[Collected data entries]
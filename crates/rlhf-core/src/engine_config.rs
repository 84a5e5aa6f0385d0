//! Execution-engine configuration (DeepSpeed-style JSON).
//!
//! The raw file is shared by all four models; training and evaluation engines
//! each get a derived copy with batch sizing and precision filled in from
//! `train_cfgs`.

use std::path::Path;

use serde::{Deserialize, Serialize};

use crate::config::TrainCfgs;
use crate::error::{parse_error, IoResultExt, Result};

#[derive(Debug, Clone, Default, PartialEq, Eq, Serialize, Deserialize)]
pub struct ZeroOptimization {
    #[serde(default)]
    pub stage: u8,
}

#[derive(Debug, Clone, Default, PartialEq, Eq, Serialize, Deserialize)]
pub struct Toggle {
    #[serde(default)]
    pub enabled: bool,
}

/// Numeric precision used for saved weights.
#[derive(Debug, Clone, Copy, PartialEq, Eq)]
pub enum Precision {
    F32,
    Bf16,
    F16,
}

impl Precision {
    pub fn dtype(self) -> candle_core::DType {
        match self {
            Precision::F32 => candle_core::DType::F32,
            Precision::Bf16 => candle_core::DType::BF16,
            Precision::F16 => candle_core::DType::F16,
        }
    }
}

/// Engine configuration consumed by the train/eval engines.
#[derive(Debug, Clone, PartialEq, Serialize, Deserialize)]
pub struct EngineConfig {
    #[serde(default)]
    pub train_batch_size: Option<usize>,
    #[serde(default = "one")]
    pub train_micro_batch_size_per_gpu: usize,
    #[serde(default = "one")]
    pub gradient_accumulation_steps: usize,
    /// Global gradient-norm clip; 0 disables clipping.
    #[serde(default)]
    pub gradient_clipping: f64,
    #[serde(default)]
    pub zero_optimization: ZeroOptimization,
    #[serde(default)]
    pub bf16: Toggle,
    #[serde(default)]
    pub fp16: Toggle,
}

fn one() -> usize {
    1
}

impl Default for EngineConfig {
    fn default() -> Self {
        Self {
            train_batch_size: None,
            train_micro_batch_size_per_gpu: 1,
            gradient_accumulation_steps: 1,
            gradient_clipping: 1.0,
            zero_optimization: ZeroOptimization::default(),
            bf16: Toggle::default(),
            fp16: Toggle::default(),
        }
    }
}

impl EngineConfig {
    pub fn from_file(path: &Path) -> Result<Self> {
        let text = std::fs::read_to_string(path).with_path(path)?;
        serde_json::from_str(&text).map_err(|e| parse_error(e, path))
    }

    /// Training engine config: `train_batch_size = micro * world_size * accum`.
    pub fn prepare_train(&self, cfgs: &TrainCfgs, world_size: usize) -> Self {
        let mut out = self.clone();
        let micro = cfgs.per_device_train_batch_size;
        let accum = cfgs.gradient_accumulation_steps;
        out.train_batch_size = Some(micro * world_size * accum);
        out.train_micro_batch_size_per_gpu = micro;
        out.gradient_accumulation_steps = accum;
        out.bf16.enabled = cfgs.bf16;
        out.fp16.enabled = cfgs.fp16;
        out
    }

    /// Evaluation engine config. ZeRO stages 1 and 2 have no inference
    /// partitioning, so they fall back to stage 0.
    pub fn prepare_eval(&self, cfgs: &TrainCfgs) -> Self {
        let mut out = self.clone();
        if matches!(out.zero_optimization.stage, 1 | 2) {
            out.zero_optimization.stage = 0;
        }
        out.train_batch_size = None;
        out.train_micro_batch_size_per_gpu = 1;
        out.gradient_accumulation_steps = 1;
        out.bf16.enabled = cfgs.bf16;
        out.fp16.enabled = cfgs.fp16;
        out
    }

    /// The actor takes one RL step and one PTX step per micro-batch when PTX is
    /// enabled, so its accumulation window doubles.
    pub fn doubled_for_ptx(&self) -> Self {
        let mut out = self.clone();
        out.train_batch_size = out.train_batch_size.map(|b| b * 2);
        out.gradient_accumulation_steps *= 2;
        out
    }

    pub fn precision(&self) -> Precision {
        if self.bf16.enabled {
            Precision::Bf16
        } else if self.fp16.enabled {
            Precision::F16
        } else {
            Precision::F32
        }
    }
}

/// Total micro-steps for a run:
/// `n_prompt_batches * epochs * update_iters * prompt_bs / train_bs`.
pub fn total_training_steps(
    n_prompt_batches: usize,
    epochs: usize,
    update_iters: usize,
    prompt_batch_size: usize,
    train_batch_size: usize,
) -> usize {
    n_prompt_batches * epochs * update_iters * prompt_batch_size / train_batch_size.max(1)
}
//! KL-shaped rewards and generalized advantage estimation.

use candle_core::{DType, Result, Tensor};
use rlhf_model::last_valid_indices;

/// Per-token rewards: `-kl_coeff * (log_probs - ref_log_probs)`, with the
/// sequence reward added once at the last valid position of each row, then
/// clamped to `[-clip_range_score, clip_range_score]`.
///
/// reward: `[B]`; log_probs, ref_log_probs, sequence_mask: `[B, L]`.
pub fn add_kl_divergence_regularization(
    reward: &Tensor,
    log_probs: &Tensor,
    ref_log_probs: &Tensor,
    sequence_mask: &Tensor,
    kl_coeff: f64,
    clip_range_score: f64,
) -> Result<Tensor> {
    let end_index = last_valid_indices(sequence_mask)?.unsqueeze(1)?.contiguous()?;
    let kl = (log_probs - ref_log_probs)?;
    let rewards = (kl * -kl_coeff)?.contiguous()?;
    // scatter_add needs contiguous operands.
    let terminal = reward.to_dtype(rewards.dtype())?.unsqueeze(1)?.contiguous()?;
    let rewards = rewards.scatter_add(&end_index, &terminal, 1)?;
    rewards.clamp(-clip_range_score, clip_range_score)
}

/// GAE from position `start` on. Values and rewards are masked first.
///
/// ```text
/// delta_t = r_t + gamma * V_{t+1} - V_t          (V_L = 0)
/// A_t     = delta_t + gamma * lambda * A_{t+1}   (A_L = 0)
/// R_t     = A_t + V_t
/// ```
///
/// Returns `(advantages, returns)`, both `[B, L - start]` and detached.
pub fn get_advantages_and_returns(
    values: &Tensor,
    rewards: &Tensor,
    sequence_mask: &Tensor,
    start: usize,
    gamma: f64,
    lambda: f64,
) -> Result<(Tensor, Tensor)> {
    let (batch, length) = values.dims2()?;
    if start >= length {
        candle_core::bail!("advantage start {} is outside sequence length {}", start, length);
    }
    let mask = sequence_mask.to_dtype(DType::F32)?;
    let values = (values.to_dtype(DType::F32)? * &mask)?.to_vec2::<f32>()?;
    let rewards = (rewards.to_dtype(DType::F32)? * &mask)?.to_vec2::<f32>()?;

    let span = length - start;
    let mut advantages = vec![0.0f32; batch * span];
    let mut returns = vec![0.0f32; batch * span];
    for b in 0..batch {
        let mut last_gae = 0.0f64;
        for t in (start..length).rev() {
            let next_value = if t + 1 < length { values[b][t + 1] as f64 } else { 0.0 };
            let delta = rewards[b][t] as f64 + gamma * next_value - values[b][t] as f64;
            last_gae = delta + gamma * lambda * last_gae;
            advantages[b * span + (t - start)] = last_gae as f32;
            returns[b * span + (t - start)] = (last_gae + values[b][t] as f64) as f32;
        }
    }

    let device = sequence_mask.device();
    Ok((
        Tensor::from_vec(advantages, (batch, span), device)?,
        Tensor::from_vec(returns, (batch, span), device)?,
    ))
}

WHAT TO WORK ON
Find and copy each line above that includes the string "else".

OUTPUT OF THE EXERCISE
        } else if self.fp16.enabled {
        } else {
            let next_value = if t + 1 < length { values[b][t + 1] as f64 } else { 0.0 };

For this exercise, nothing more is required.